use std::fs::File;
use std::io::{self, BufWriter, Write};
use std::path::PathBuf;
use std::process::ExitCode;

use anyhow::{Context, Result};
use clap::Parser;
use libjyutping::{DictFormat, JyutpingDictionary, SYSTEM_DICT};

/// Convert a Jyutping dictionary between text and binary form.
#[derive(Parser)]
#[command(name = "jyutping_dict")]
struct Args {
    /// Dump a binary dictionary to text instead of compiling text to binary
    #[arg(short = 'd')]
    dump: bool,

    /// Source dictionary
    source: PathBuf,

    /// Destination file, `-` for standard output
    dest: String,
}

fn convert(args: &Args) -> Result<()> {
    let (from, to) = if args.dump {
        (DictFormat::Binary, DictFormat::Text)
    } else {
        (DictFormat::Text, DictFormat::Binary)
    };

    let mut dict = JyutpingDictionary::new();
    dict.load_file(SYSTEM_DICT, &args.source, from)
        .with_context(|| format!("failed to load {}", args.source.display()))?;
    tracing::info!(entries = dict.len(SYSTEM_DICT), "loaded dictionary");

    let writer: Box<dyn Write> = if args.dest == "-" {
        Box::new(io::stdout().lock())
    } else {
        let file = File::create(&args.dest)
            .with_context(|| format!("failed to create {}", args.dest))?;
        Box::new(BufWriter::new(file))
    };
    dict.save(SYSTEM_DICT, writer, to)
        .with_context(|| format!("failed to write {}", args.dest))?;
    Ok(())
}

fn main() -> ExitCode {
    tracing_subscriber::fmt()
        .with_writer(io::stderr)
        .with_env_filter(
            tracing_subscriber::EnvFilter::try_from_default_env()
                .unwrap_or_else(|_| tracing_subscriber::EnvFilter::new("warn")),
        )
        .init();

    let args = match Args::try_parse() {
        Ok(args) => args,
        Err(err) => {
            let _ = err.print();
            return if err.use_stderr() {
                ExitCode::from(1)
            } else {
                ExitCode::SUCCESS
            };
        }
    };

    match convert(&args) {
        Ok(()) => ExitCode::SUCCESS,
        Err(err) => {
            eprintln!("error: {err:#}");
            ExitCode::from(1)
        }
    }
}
☆ ☆ ☆ ☆ ☆ ☆ ☆
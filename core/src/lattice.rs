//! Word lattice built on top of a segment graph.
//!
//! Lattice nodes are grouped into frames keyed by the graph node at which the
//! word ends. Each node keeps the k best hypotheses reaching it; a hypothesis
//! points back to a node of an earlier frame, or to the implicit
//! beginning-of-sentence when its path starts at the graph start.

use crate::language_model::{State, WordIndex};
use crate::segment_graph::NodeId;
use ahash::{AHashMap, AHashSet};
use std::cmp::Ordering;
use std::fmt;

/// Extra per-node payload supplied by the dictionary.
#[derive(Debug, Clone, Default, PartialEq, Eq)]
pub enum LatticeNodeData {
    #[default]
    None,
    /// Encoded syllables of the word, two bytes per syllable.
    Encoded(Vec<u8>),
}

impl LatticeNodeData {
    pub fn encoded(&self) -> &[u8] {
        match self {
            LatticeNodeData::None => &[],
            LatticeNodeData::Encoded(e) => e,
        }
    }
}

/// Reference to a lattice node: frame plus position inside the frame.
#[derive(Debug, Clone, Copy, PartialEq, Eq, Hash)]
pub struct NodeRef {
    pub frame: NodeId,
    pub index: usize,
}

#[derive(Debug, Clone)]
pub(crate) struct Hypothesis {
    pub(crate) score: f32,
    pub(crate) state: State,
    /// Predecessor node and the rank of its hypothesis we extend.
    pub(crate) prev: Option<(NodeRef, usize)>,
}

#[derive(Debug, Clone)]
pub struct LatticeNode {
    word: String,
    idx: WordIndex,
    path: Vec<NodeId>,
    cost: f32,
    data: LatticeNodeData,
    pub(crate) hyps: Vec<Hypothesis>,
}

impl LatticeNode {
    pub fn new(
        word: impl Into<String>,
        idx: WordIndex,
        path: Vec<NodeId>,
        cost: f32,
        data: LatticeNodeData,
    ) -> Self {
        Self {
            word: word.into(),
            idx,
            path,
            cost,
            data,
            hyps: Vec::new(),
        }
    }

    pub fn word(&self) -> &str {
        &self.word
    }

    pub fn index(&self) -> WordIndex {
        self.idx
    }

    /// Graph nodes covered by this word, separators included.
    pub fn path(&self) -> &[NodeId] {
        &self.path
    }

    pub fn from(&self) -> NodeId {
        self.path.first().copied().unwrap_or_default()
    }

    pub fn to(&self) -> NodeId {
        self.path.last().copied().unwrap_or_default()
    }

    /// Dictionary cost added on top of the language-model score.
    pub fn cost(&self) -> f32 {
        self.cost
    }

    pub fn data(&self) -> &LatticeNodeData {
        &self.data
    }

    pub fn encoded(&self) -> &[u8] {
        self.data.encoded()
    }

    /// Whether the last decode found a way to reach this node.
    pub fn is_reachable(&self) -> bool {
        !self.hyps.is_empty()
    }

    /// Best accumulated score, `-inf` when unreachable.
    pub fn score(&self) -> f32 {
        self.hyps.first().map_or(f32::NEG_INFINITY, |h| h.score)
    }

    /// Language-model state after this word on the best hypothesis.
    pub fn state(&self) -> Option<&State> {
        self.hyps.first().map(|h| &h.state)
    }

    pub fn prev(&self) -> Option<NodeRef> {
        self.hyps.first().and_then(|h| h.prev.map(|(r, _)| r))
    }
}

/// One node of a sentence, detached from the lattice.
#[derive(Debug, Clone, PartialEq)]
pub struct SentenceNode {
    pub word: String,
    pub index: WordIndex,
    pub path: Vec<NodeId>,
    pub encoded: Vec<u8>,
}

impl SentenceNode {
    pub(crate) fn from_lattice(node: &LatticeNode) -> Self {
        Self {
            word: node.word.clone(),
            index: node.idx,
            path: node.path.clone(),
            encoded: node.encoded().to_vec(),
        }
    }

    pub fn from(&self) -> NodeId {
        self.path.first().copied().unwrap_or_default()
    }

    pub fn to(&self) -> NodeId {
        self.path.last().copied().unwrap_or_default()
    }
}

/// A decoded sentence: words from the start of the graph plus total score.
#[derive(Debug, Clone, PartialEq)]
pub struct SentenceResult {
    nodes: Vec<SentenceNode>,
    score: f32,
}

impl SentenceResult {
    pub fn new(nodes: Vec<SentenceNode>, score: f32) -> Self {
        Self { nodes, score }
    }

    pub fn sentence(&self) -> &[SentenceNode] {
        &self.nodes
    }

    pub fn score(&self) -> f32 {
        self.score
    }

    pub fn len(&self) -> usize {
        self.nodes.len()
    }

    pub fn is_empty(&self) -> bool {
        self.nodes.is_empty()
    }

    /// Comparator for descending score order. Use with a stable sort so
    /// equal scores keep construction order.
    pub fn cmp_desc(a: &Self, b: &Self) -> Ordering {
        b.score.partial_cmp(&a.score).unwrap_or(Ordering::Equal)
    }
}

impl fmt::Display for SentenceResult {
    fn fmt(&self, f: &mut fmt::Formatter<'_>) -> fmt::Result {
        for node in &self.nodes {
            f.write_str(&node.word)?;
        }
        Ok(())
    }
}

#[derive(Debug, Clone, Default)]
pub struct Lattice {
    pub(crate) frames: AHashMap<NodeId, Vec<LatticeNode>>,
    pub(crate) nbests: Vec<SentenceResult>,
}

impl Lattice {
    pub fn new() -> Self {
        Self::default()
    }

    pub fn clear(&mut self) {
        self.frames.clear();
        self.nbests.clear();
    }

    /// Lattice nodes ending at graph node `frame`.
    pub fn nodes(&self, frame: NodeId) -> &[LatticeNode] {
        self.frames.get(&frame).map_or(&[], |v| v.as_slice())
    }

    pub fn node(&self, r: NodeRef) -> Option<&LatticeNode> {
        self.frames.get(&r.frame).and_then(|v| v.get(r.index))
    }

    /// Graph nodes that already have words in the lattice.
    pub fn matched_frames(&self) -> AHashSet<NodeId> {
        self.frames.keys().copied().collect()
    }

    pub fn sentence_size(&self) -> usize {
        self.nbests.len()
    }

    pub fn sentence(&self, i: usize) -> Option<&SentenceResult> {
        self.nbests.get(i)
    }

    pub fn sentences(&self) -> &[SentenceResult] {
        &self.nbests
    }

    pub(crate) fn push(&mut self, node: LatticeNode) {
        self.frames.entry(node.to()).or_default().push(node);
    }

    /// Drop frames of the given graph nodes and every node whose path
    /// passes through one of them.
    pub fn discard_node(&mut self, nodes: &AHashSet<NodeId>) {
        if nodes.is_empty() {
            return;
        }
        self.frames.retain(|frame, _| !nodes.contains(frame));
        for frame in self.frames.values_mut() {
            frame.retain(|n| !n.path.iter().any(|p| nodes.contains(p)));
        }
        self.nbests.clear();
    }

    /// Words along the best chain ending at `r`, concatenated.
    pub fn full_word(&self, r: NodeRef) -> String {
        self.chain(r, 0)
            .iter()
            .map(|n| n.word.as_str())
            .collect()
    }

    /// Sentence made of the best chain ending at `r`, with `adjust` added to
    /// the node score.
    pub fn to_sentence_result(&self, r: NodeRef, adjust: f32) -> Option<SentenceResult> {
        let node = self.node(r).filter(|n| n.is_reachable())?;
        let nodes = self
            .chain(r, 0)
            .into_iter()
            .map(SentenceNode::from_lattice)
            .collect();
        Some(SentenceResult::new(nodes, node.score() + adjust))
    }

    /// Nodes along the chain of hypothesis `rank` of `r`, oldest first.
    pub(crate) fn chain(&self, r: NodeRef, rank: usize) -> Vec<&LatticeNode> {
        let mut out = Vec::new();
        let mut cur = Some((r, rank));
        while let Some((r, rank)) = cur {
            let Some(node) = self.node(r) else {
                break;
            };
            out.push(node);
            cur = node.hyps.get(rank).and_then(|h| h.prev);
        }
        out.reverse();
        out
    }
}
☆ ☆ ☆ ☆ ☆ ☆ ☆
▶ [WHAT YOU NEED TO DO]
Using the entries shown above, reproduce verbatim the lines from the line bearing "use std::fs::File;" to the line bearing "let file = File::create(&args.dest)", inclusive.

▶ [TASK RESPONSE]
use std::fs::File;
use std::io::{self, BufWriter, Write};
use std::path::PathBuf;
use std::process::ExitCode;

use anyhow::{Context, Result};
use clap::Parser;
use libjyutping::{DictFormat, JyutpingDictionary, SYSTEM_DICT};

/// Convert a Jyutping dictionary between text and binary form.
#[derive(Parser)]
#[command(name = "jyutping_dict")]
struct Args {
    /// Dump a binary dictionary to text instead of compiling text to binary
    #[arg(short = 'd')]
    dump: bool,

    /// Source dictionary
    source: PathBuf,

    /// Destination file, `-` for standard output
    dest: String,
}

fn convert(args: &Args) -> Result<()> {
    let (from, to) = if args.dump {
        (DictFormat::Binary, DictFormat::Text)
    } else {
        (DictFormat::Text, DictFormat::Binary)
    };

    let mut dict = JyutpingDictionary::new();
    dict.load_file(SYSTEM_DICT, &args.source, from)
        .with_context(|| format!("failed to load {}", args.source.display()))?;
    tracing::info!(entries = dict.len(SYSTEM_DICT), "loaded dictionary");

    let writer: Box<dyn Write> = if args.dest == "-" {
        Box::new(io::stdout().lock())
    } else {
        let file = File::create(&args.dest)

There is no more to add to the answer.